Das Haus Nr. 16b der Straße Tempel war ein Fachwerkhaus unbekannten Baujahres in der Altstadt von Korbach, das beim Stechbahnbrand von 1885 schwer beschädigt und danach abgerissen worden ist. [1] Das Haus stand zwischen den Häusern Tempel 16 und 16c bzw. Stechbahn 5a und hinter dem Haus Stechbahn 3. Der Platz wurde nicht wieder bebaut. Die Nummer "16b" war nicht die offizielle Bezeichnung, sondern wird hier lediglich aus Ordnungsgründen verwendet. Nach der damaligen Zählung der Häuser trug es die Nr. 190.

Geschichte

1. Um 1700 Henrich Brocke.

2. 1731 Johannes Eisenberg.

3. 1764 Johann Franz Schönhard.

4. 1799 Christian Friedrich Saake.

5. 1838 erwarb der Schlossermeister He(i)nrich August Limperg (* 04.07.1811; 30.03.1892) das Haus. Er war der Sohn des Schlossermeisters Heinrich Wilhelm Limperg (Lengefelder Straße 9) und der Christiane Friederike Bohne (vgl. Stechbahn 30 - Hinterhaus). Am 4. November 1838 heiratete er Johanne Marie Eleonore Knoche (* 23.06.1807; 19.01.1868), Tochter des Schneidermeisters Johann Jakob Knoche und der Maria Christiane Schmidt.
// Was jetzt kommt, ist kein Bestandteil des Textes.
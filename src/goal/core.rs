//! Savings goals and the running total credited to them.

use rusqlite::{Connection, Row};
use serde::{Deserialize, Serialize};
use time::Date;

use crate::{
    Error, auth::UserID, category::normalize_color, database_id::GoalId,
    transaction::validate_amount,
};

/// An amount of money a user is saving towards.
#[derive(Debug, Clone, PartialEq, Serialize, Deserialize)]
pub struct Goal {
    pub id: GoalId,
    pub user_id: UserID,
    pub name: String,
    pub target_amount: f64,
    /// The sum of the income transactions linked to this goal.
    pub current_amount: f64,
    pub start_date: Date,
    pub deadline: Option<Date>,
    pub color: String,
}

impl Goal {
    /// How far along the goal is as a whole percentage, capped at 100.
    pub fn progress_percent(&self) -> u8 {
        if self.target_amount <= 0.0 {
            return 0;
        }

        (self.current_amount / self.target_amount * 100.0)
            .round()
            .clamp(0.0, 100.0) as u8
    }

    /// How much is left to save, never negative.
    pub fn remaining_amount(&self) -> f64 {
        (self.target_amount - self.current_amount).max(0.0)
    }
}

/// The colour of a progress bar, from red for little progress to green.
pub fn progress_color(percent: u8) -> &'static str {
    match percent {
        0..25 => "#EF4444",
        25..50 => "#F59E0B",
        50..75 => "#3B82F6",
        _ => "#10B981",
    }
}

/// A validated goal that has not been saved yet.
#[derive(Debug, Clone, PartialEq)]
pub struct NewGoal {
    name: String,
    target_amount: f64,
    start_date: Date,
    deadline: Option<Date>,
    color: String,
}

impl NewGoal {
    /// # Errors
    /// Returns an [Error::EmptyGoalName] for a blank name, [Error::InvalidAmount]
    /// for a target that is not greater than zero and [Error::InvalidDateRange]
    /// if the deadline is before the start date.
    pub fn new(
        name: &str,
        target_amount: f64,
        start_date: Date,
        deadline: Option<Date>,
        color: &str,
    ) -> Result<Self, Error> {
        let name = name.trim();
        if name.is_empty() {
            return Err(Error::EmptyGoalName);
        }

        let target_amount = validate_amount(target_amount)?;

        if deadline.is_some_and(|deadline| deadline < start_date) {
            return Err(Error::InvalidDateRange);
        }

        Ok(Self {
            name: name.to_owned(),
            target_amount,
            start_date,
            deadline,
            color: normalize_color(color),
        })
    }
}

const GOAL_COLUMNS: &str =
    "id, user_id, name, target_amount, current_amount, start_date, deadline, color";

pub fn create_goal(user_id: UserID, goal: NewGoal, connection: &Connection) -> Result<Goal, Error> {
    connection
        .prepare(&format!(
            "INSERT INTO goal (user_id, name, target_amount, current_amount, start_date, deadline, color)
             VALUES (?1, ?2, ?3, 0, ?4, ?5, ?6)
             RETURNING {GOAL_COLUMNS}"
        ))?
        .query_row(
            (
                user_id,
                goal.name,
                goal.target_amount,
                goal.start_date,
                goal.deadline,
                goal.color,
            ),
            map_row,
        )
        .map_err(|error| error.into())
}

/// Retrieve one of the user's goals.
///
/// # Errors
/// Returns [Error::NotFound] if the goal does not exist or belongs to someone else.
pub fn get_goal(goal_id: GoalId, user_id: UserID, connection: &Connection) -> Result<Goal, Error> {
    connection
        .prepare(&format!(
            "SELECT {GOAL_COLUMNS} FROM goal WHERE id = ?1 AND user_id = ?2"
        ))?
        .query_row((goal_id, user_id), map_row)
        .map_err(|error| error.into())
}

/// Retrieve the user's goals, those with the nearest deadline first.
pub fn get_goals(user_id: UserID, connection: &Connection) -> Result<Vec<Goal>, Error> {
    connection
        .prepare(&format!(
            "SELECT {GOAL_COLUMNS} FROM goal WHERE user_id = ?1
             ORDER BY deadline IS NULL, deadline ASC, name ASC"
        ))?
        .query_map([user_id], map_row)?
        .map(|maybe_goal| maybe_goal.map_err(|error| error.into()))
        .collect()
}

/// Add `delta` to the current amount of a goal in a single statement.
///
/// A negative `delta` takes a contribution back.
///
/// # Errors
/// Returns [Error::InvalidGoal] if the goal does not exist.
pub fn adjust_goal_amount(
    goal_id: GoalId,
    delta: f64,
    connection: &Connection,
) -> Result<(), Error> {
    let rows_affected = connection.execute(
        "UPDATE goal SET current_amount = current_amount + ?1 WHERE id = ?2",
        (delta, goal_id),
    )?;

    if rows_affected == 0 {
        return Err(Error::InvalidGoal(Some(goal_id)));
    }

    Ok(())
}

/// Delete one of the user's goals.
///
/// Transactions and scheduled transactions linked to the goal are kept and
/// lose the link.
pub fn delete_goal(goal_id: GoalId, user_id: UserID, connection: &Connection) -> Result<(), Error> {
    let rows_affected = connection.execute(
        "DELETE FROM goal WHERE id = ?1 AND user_id = ?2",
        (goal_id, user_id),
    )?;

    if rows_affected == 0 {
        return Err(Error::DeleteMissingGoal);
    }

    Ok(())
}

pub fn create_goal_table(connection: &Connection) -> Result<(), rusqlite::Error> {
    connection.execute_batch(
        "CREATE TABLE IF NOT EXISTS goal (
            id INTEGER PRIMARY KEY,
            user_id INTEGER NOT NULL,
            name TEXT NOT NULL,
            target_amount REAL NOT NULL,
            current_amount REAL NOT NULL DEFAULT 0,
            start_date TEXT NOT NULL,
            deadline TEXT,
            color TEXT NOT NULL,
            FOREIGN KEY(user_id) REFERENCES user(id) ON DELETE CASCADE
        );

        CREATE INDEX IF NOT EXISTS idx_goal_user ON goal(user_id);",
    )
}

fn map_row(row: &Row) -> Result<Goal, rusqlite::Error> {
    Ok(Goal {
        id: row.get(0)?,
        user_id: UserID::new(row.get(1)?),
        name: row.get(2)?,
        target_amount: row.get(3)?,
        current_amount: row.get(4)?,
        start_date: row.get(5)?,
        deadline: row.get(6)?,
        color: row.get(7)?,
    })
}


#[cfg(test)]
mod goal_progress_tests {
    use time::macros::date;

    use crate::auth::UserID;

    use super::{Goal, progress_color};

    fn goal(current_amount: f64, target_amount: f64) -> Goal {
        Goal {
            id: 1,
            user_id: UserID::new(1),
            name: "Car".to_owned(),
            target_amount,
            current_amount,
            start_date: date!(2025 - 01 - 01),
            deadline: None,
            color: "#000000".to_owned(),
        }
    }

    #[test]
    fn progress_is_rounded_and_capped() {
        assert_eq!(goal(0.0, 300.0).progress_percent(), 0);
        assert_eq!(goal(100.0, 300.0).progress_percent(), 33);
        assert_eq!(goal(200.0, 300.0).progress_percent(), 67);
        assert_eq!(goal(450.0, 300.0).progress_percent(), 100);
    }

    #[test]
    fn remaining_amount_is_never_negative() {
        assert_eq!(goal(100.0, 300.0).remaining_amount(), 200.0);
        assert_eq!(goal(450.0, 300.0).remaining_amount(), 0.0);
    }

    #[test]
    fn color_follows_progress_quarters() {
        assert_eq!(progress_color(24), "#EF4444");
        assert_eq!(progress_color(25), "#F59E0B");
        assert_eq!(progress_color(74), "#3B82F6");
        assert_eq!(progress_color(100), "#10B981");
    }
}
Nachdem August Limperg 1869 das Haus Stechbahn 30 erworben hatte, verkaufte er das vorliegende Haus ein Jahr später an Nr. 6. Bei THOMAS (wie Anm. 1) heißt es fehlerhaft, August Limperg sei der Sohn von "Nr. 4", also von Christian Saake gewesen.

6. 1870 Friedrich Bernhard Volke.

7. 1874 Carl Christian August Happe.

Bilder

Anmerkungen

[1] Hermann THOMAS (Bearb.), Die Häuser in Alt-Korbach und ihre Besitzer, Heft 5, Stechebahn - Violinenstraße - Heumarkt - Am Steinhaus, Stadtarchiv Korbach (Hrsg.) 1959, S. 87-89.